Sakarra did not watch the knife slide into her adjutant's flesh, hearing only the sharp intake of breath. It was convincing, too convincing - as if they had dragged in some favoured aide instead of a convincingly lifelike simulacrum. She could feel the waves of pain as another sentient being suffered helplessly beside her, could feel the desperate shaking of will - even though there was none. Savant had studied body language and non-verbal communication, and knew enough to suffer convincingly.

They say that time moves strangely when one is under stress - sometimes it moves in a terrific blur as adrenaline and urgency compress the minutes together into an indistinct force of will and adversity. At other times, times such as these, it slowed - each second of pain stretched thin, with every pinprick of sensation burned into one's brain. The light in the room was all wrong - high-intensity white lights in pockets from above, beyond the field of view but pooling in sharp halos about them. Their tormentors were only half there - the intense light splitting them into glowing fragments connected by man-shaped puddles of black. Beyond, shadows roiled with observers and tricks of the eye, a primordial void from which new evils would arise. The air was cold, clean, moist with humidity, and only just now filling with the untainted scent of burnt copper as her aide's blood slid down the leg of her chair in thick green rivulets.

 

Sakarra could not help it. She was … incensed. And on the road to furious, accelerating fast.

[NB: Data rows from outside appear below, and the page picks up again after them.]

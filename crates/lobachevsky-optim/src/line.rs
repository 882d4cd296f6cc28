//! One-dimensional minimization along a search direction: descent-step
//! probing, golden-ratio bracket expansion, then golden-section refinement.

const GOLD: f64 = 1.618_033_988_749_895;
const INV_PHI: f64 = 0.618_033_988_749_895;
const INV_PHI2: f64 = 0.381_966_011_250_105;

/// Minimize `φ(α) = f(x + α·dir)` and return the updated point with its value.
///
/// Returns `(x, fx)` unchanged when no descent step can be found along either
/// orientation of `dir`, meaning the current point is already a line minimum to the
/// probe resolution.
pub(crate) fn minimize_along<F>(
    f: &mut F,
    x: &[f64],
    fx: f64,
    dir: &[f64],
    tol: f64,
) -> (Vec<f64>, f64)
where
    F: FnMut(&[f64]) -> f64,
{
    let dir_norm_sq: f64 = dir.iter().map(|d| d * d).sum();
    if dir_norm_sq < 1e-300 {
        return (x.to_vec(), fx);
    }

    let mut phi = |alpha: f64| -> f64 {
        let probe: Vec<f64> = x
            .iter()
            .zip(dir.iter())
            .map(|(&xi, &di)| xi + alpha * di)
            .collect();
        f(&probe)
    };

    // Probe for a descending orientation, shrinking the step when both
    // directions go uphill.
    let mut step = 1.0;
    let mut alpha_b = 0.0;
    let mut f_b = fx;
    for _ in 0..40 {
        let f_pos = phi(step);
        if f_pos < fx {
            alpha_b = step;
            f_b = f_pos;
            break;
        }
        let f_neg = phi(-step);
        if f_neg < fx {
            alpha_b = -step;
            f_b = f_neg;
            break;
        }
        step *= 0.5;
    }
    if alpha_b == 0.0 {
        return (x.to_vec(), fx);
    }

    // Expand the bracket until the function turns upward again.
    let mut alpha_a = 0.0;
    let mut alpha_c = alpha_b * GOLD;
    let mut f_c = phi(alpha_c);
    let mut expansions = 0;
    while f_c < f_b && expansions < 60 {
        alpha_a = alpha_b;
        alpha_b = alpha_c;
        f_b = f_c;
        alpha_c *= GOLD;
        f_c = phi(alpha_c);
        expansions += 1;
    }

    // Golden-section refinement on the ordered interval.
    let (mut lo, mut hi) = if alpha_a < alpha_c { (alpha_a, alpha_c) } else { (alpha_c, alpha_a) };
    let mut h = hi - lo;
    let mut c = lo + INV_PHI2 * h;
    let mut d = lo + INV_PHI * h;
    let mut f_c2 = phi(c);
    let mut f_d = phi(d);
    for _ in 0..200 {
        if h.abs() < tol * (1.0 + alpha_b.abs()) {
            break;
        }
        if f_c2 < f_d {
            hi = d;
            d = c;
            f_d = f_c2;
            h = hi - lo;
            c = lo + INV_PHI2 * h;
            f_c2 = phi(c);
        } else {
            lo = c;
            c = d;
            f_c2 = f_d;
            h = hi - lo;
            d = lo + INV_PHI * h;
            f_d = phi(d);
        }
    }

    let (alpha_best, f_best) = if f_c2 < f_d { (c, f_c2) } else { (d, f_d) };
    // Keep whichever of the refined point and the bracket midpoint won.
    let (alpha_best, f_best) = if f_b < f_best { (alpha_b, f_b) } else { (alpha_best, f_best) };
    if f_best >= fx {
        return (x.to_vec(), fx);
    }

    let moved: Vec<f64> = x
        .iter()
        .zip(dir.iter())
        .map(|(&xi, &di)| xi + alpha_best * di)
        .collect();
    (moved, f_best)
}

#[cfg(test)]
mod tests {
    use super::*;

    #[test]
    fn finds_parabola_minimum_along_axis() {
        let mut f = |x: &[f64]| (x[0] - 3.0) * (x[0] - 3.0);
        let (x, fx) = minimize_along(&mut f, &[0.0], 9.0, &[1.0], 1e-8);
        assert!((x[0] - 3.0).abs() < 1e-5, "got {x:?}");
        assert!(fx < 1e-9);
    }

    #[test]
    fn handles_descent_in_negative_direction() {
        let mut f = |x: &[f64]| (x[0] + 2.0) * (x[0] + 2.0);
        let (x, _) = minimize_along(&mut f, &[0.0], 4.0, &[1.0], 1e-8);
        assert!((x[0] + 2.0).abs() < 1e-5, "got {x:?}");
    }

    #[test]
    fn stays_put_at_a_line_minimum() {
        let mut f = |x: &[f64]| x[0] * x[0];
        let (x, fx) = minimize_along(&mut f, &[0.0], 0.0, &[1.0], 1e-8);
        assert_eq!(x, vec![0.0]);
        assert_eq!(fx, 0.0);
    }

    #[test]
    fn zero_direction_is_a_noop() {
        let mut f = |x: &[f64]| x[0] * x[0];
        let (x, fx) = minimize_along(&mut f, &[5.0], 25.0, &[0.0], 1e-8);
        assert_eq!(x, vec![5.0]);
        assert_eq!(fx, 25.0);
    }
}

She did not know whether this being created by Savant – if that it was - truly suffered or merely managed a clever imitation. The scent of her blood and her motions of agony certainly were convincing enough, and hardly did it matter in the end for the intention had been to cause pain.

What she did not realize was that her pure, unfettered anger was showing clearly in her eyes and the way she tensed, testing the solidity of her restraints … until it was too late.

How …

Ah, curse them, curse them to whatever hell they believed in!

 

"So you are beginning to … feel it, yes?"

With the same casual elegance, an almost conversational smile on his lips, Itsak turned to see those lovely dark eyes lighting with fury. "And to think the Andorians considered the technology obsolete … when it only required some ingenuity."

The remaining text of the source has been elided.